"Gimana kalau Alu malah benci dengan kamu menyembunyikannya, Nggun?"
"Gapapa, Nit. Percayalah. Aku tak ingin dia kawatir. Kamu paham kan?"
"Yasudahlah. Terserah kamu. Yang pasti aku sudah kasih pelajaran sama si cowo cemen itu!" gertak Anita dengan mengepalkan tangannya.
"Wuiss... iya-iya percaya."
"Halo... lagi ngapain Nit? Mau adu panco?" Ali datang begitu saja menyapa Anita dan Anggun.

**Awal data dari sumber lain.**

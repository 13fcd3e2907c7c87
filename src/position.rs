//! Body coordinates inside an open document.
//!
//! A [`Position`] addresses the gap before character `offset` of paragraph
//! `block` in list `container`. Positions are ordered lexicographically and
//! carry no arithmetic: every range endpoint comes from the host (marker
//! anchors, document start/end), never from offset math.

use serde::{Deserialize, Serialize};
use std::fmt;

/// A `(container, block, offset)` coordinate in document body text.
///
/// Only meaningful within the document session that produced it.
#[derive(Debug, Clone, Copy, PartialEq, Eq, PartialOrd, Ord, Hash, Default, Serialize, Deserialize)]
pub struct Position {
    /// List (container) index
    pub container: u32,
    /// Paragraph (block) index inside the container
    pub block: u32,
    /// Character offset inside the paragraph
    pub offset: u32,
}

impl Position {
    /// Start of the main body.
    pub const ORIGIN: Position = Position::new(0, 0, 0);

    /// Create a position from its three components.
    pub const fn new(container: u32, block: u32, offset: u32) -> Self {
        Self {
            container,
            block,
            offset,
        }
    }

    /// Components as a tuple, in comparison order.
    pub fn as_tuple(&self) -> (u32, u32, u32) {
        (self.container, self.block, self.offset)
    }
}

impl From<(u32, u32, u32)> for Position {
    fn from((container, block, offset): (u32, u32, u32)) -> Self {
        Self::new(container, block, offset)
    }
}

impl fmt::Display for Position {
    fn fmt(&self, f: &mut fmt::Formatter<'_>) -> fmt::Result {
        write!(f, "({},{},{})", self.container, self.block, self.offset)
    }
}
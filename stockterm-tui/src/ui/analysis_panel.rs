//! Panel 4 (Analysis): indicators for the selected stock, plus news mentioning it.

use ratatui::layout::Rect;
use ratatui::style::Style;
use ratatui::text::{Line, Span};
use ratatui::widgets::Paragraph;
use ratatui::Frame;

use stockterm_core::indicators::{analyze, Trend, DEFAULT_SMA_PERIOD};
use stockterm_runner::Snapshot;

use crate::app::AppState;
use crate::theme;

pub fn render(f: &mut Frame, area: Rect, app: &AppState, snap: &Snapshot) {
    let Some(stock) = snap.market.stocks().get(app.cursor) else {
        f.render_widget(
            Paragraph::new(Span::styled("No stock selected.", theme::muted())),
            area,
        );
        return;
    };
    let ta = analyze(stock);
    let mut lines: Vec<Line> = Vec::new();

    lines.push(Line::from(vec![
        Span::styled(format!("{} ", stock.symbol), theme::accent_bold()),
        Span::styled(format!("{}  ", stock.name), theme::text()),
        Span::styled(format!("${:.2} ", stock.price()), theme::text()),
        Span::styled(
            format!("({:+.2}%)", stock.price_change_percent()),
            theme::change(stock.price_change()),
        ),
    ]));
    lines.push(Line::from(Span::styled(
        format!("  {} price points  [j/k] select stock", stock.history().len()),
        theme::muted(),
    )));
    lines.push(Line::from(""));

    match ta.sma20 {
        Some(sma) => {
            let above = stock.price() >= sma;
            metric(
                &mut lines,
                &format!("SMA({DEFAULT_SMA_PERIOD})"),
                format!("{sma:.2} (price {})", if above { "above" } else { "below" }),
                theme::change(stock.price() - sma),
            );
        }
        None => missing(&mut lines, &format!("SMA({DEFAULT_SMA_PERIOD})")),
    }
    match ta.rsi {
        Some(rsi) => {
            let note = if rsi > 70.0 {
                " overbought"
            } else if rsi < 30.0 {
                " oversold"
            } else {
                ""
            };
            metric(&mut lines, "RSI(14)", format!("{rsi:.1}{note}"), theme::rsi(rsi));
        }
        None => missing(&mut lines, "RSI(14)"),
    }
    let trend_style = match ta.trend {
        Trend::Bullish => theme::positive(),
        Trend::Bearish => theme::negative(),
        Trend::Sideways => theme::neutral(),
        Trend::InsufficientData => theme::muted(),
    };
    metric(&mut lines, "Trend", ta.trend.to_string(), trend_style);
    match ta.volatility {
        Some(vol) => metric(&mut lines, "Volatility (ann.)", format!("{vol:.2}%"), theme::warning()),
        None => missing(&mut lines, "Volatility"),
    }
    match ta.support_resistance {
        Some(levels) => {
            metric(&mut lines, "Support", format!("{:.2}", levels.support), theme::positive());
            metric(&mut lines, "Resistance", format!("{:.2}", levels.resistance), theme::negative());
        }
        None => missing(&mut lines, "Support / Resistance"),
    }
    lines.push(Line::from(""));

    lines.push(Line::from(Span::styled("Related news", theme::accent_bold())));
    let related = snap.feed.for_stock(&stock.symbol);
    if related.is_empty() {
        lines.push(Line::from(Span::styled("  None", theme::muted())));
    }
    for news in related.into_iter().take(5) {
        lines.push(Line::from(vec![
            Span::styled(format!("  [{}] ", news.impact), theme::neutral()),
            Span::styled(news.title.clone(), theme::text()),
        ]));
    }

    f.render_widget(Paragraph::new(lines), area);
}

fn metric(lines: &mut Vec<Line<'_>>, label: &str, value: String, style: Style) {
    lines.push(Line::from(vec![
        Span::styled(format!("  {label:>20}: "), theme::muted()),
        Span::styled(value, style),
    ]));
}

fn missing(lines: &mut Vec<Line<'_>>, label: &str) {
    metric(lines, label, "not enough history".into(), theme::muted());
}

"Eh, lo, di." Anita segera menurunkan tangannya ke bawah.
"Iya, nih. Tadinya mau adu panco sama Anggun, nih. Biar tangannya nanti kuat nulis. Iya nggak?"
Anggun mengangguk saja.
"Terus?" tanya Ali sedikit merasa aneh dengan alisnya yang mengernyit.
"Nggak terus-terus sih. Lo dateng ngagetin jadi batal deh!"
"Ouh gitu. Anggun gaperlu adu panco biar kuat."
"Terus?"
"Cukup genggam tanganku aja," ucap Ali seraya menggenggam tangan Anggun di depan Anita.
"Ampun dah. Please gue jomlo iya jomlo ngenes," seru Anita.
"Haha... udah gausah ngenes gitu. Itu kemarin cowok gondrong yang itu tuh... kayaknya cocok."
"Hello? Cowok mana?"
"Itu yang kemarin ngaku salah. Mahasiswa sekelas yang disuruh Aldi buat fitnah Anggun itu lo."
"Ouh... aneh dia mah. Gatau kenapa di dunia ini ada makhluk robot kaya dia."
"Huss! Jangan ngomong gitu. Ntar suka beneran lo."
"Amit-amit deh."
"Eh, bukannya kalian berdua juga dulunya saling benci? Sekarang malah romantis? Apa iya hukum benci jadi cinta serelate itu?"
"Omo... ok, ok. Aku gak akan benci sama robot itu."
"Udahlah. Kalian mau berangkat kan? Udah sana. Ntar aku kelamaan di sini bisa tepar baper. Good luck, ya!"
Anita meninggalkan Anggun dan Ali berdua di kantin.
"Heh, Nit!"
Anita berbalik badan begitu dipanggil Ali.
"Thanks sudah jagain Anggun. Jangan lupa jaga diri. Jomlo butuh pertahanan ekstra!" Ucap Ali seraya tertawa.
Anita tak menggubrisnya dan lanjut pergi.
"Ish... jangan gitu, sama Anita. Dia baik banget lo sudah nemenin aku," tutur Anggun mengingatkan Ali.
"Iya-iya. Lagian bercanda."
"Yaudah yuk, sekarang kan?"
"Iya masih sepuluh menitan lagi, sih. Kamu udah siap?"
"Mestinya aku yang nanya ke kamu. Udah siap belum?"
"Aku juga belum tau. Entahlah. Tapi aku udah berusaha ngumpulin referensi sesuai yang kamu bilang kemarin itu."
"Nah, itu bagus! Udah, pokoknya tenang aja."
Anggun dan Ali berjalan menuju ruang kantor Dosen. Di depannya sudah ada beberapa mahasiswa yang duduk bersiap. Hampir semuanya sibuk berkutat dengan buku dan entah bacaan apa.
"Lihat deh. Itu kayaknya yang mau ikut lomba. Jadi agak minder. Mereka kayaknya keliatan serius banget," ucap Anggun begitu melihat pemandangan di depan ruang dosen itu.
"Heh. Jangan lihat mereka. Tapi fokus ke apa yang bisa kita lakukan nanti di lomba. Yah?"
"Percaya deh. Tuhan akan menyertai orang yang percaya juga. Bukan yang ragu-ragu apalagi minder dan pesimis."
"Boleh sesekali minder, malah lebih baik daripada sombong. Tapi jangan sampai minder membawa kita melupakan potensi Tuhan yang sudah dititipkan," jelas Ali.
"Mengerti?" tanyanya.
"Iya, Pak Filsuf! Siaap!" canda Anggun berlaku hormat.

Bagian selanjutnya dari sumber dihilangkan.